⟨

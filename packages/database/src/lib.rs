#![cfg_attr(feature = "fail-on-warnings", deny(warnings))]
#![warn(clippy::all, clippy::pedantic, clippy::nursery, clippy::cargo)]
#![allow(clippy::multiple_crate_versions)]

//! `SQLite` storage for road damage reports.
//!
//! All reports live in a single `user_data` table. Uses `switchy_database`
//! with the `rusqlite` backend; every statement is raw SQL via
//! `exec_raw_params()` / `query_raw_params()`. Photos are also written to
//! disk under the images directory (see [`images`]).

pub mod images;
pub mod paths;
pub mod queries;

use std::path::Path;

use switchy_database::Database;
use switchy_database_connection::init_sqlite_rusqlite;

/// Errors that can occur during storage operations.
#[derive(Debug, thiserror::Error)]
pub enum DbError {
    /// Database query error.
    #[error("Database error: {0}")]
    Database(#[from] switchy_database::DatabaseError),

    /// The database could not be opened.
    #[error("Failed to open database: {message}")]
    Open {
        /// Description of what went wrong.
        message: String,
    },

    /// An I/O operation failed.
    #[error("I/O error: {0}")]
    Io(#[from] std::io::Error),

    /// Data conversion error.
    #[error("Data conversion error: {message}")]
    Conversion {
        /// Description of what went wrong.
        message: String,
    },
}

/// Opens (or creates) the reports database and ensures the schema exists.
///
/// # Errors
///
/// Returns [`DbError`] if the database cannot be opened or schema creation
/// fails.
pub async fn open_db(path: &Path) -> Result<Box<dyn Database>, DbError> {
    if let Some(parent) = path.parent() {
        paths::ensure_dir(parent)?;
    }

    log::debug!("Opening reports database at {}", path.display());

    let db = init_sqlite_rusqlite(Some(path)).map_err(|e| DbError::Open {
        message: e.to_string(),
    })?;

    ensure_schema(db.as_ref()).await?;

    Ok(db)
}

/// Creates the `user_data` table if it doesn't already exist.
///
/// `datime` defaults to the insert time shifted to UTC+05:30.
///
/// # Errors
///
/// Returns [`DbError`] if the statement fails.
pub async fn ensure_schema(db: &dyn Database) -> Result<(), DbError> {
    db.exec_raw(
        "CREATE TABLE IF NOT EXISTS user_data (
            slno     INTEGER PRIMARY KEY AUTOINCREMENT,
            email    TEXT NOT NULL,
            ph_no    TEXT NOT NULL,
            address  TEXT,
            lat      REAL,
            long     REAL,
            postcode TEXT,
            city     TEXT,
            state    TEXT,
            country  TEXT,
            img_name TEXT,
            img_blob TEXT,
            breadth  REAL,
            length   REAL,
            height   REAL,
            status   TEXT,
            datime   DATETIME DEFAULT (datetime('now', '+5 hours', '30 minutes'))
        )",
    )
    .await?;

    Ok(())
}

⟩

> _Exercise instructions_
What is needed here is the full listing, restated word for word.

> _Result below_
filename packages/database/src/lib.rs
#![cfg_attr(feature = "fail-on-warnings", deny(warnings))]
#![warn(clippy::all, clippy::pedantic, clippy::nursery, clippy::cargo)]
#![allow(clippy::multiple_crate_versions)]

//! `SQLite` storage for road damage reports.
//!
//! All reports live in a single `user_data` table. Uses `switchy_database`
//! with the `rusqlite` backend; every statement is raw SQL via
//! `exec_raw_params()` / `query_raw_params()`. Photos are also written to
//! disk under the images directory (see [`images`]).

pub mod images;
pub mod paths;
pub mod queries;

use std::path::Path;

use switchy_database::Database;
use switchy_database_connection::init_sqlite_rusqlite;

/// Errors that can occur during storage operations.
#[derive(Debug, thiserror::Error)]
pub enum DbError {
    /// Database query error.
    #[error("Database error: {0}")]
    Database(#[from] switchy_database::DatabaseError),

    /// The database could not be opened.
    #[error("Failed to open database: {message}")]
    Open {
        /// Description of what went wrong.
        message: String,
    },

    /// An I/O operation failed.
    #[error("I/O error: {0}")]
    Io(#[from] std::io::Error),

    /// Data conversion error.
    #[error("Data conversion error: {message}")]
    Conversion {
        /// Description of what went wrong.
        message: String,
    },
}

/// Opens (or creates) the reports database and ensures the schema exists.
///
/// # Errors
///
/// Returns [`DbError`] if the database cannot be opened or schema creation
/// fails.
pub async fn open_db(path: &Path) -> Result<Box<dyn Database>, DbError> {
    if let Some(parent) = path.parent() {
        paths::ensure_dir(parent)?;
    }

    log::debug!("Opening reports database at {}", path.display());

    let db = init_sqlite_rusqlite(Some(path)).map_err(|e| DbError::Open {
        message: e.to_string(),
    })?;

    ensure_schema(db.as_ref()).await?;

    Ok(db)
}

/// Creates the `user_data` table if it doesn't already exist.
///
/// `datime` defaults to the insert time shifted to UTC+05:30.
///
/// # Errors
///
/// Returns [`DbError`] if the statement fails.
pub async fn ensure_schema(db: &dyn Database) -> Result<(), DbError> {
    db.exec_raw(
        "CREATE TABLE IF NOT EXISTS user_data (
            slno     INTEGER PRIMARY KEY AUTOINCREMENT,
            email    TEXT NOT NULL,
            ph_no    TEXT NOT NULL,
            address  TEXT,
            lat      REAL,
            long     REAL,
            postcode TEXT,
            city     TEXT,
            state    TEXT,
            country  TEXT,
            img_name TEXT,
            img_blob TEXT,
            breadth  REAL,
            length   REAL,
            height   REAL,
            status   TEXT,
            datime   DATETIME DEFAULT (datetime('now', '+5 hours', '30 minutes'))
        )",
    )
    .await?;

    Ok(())
}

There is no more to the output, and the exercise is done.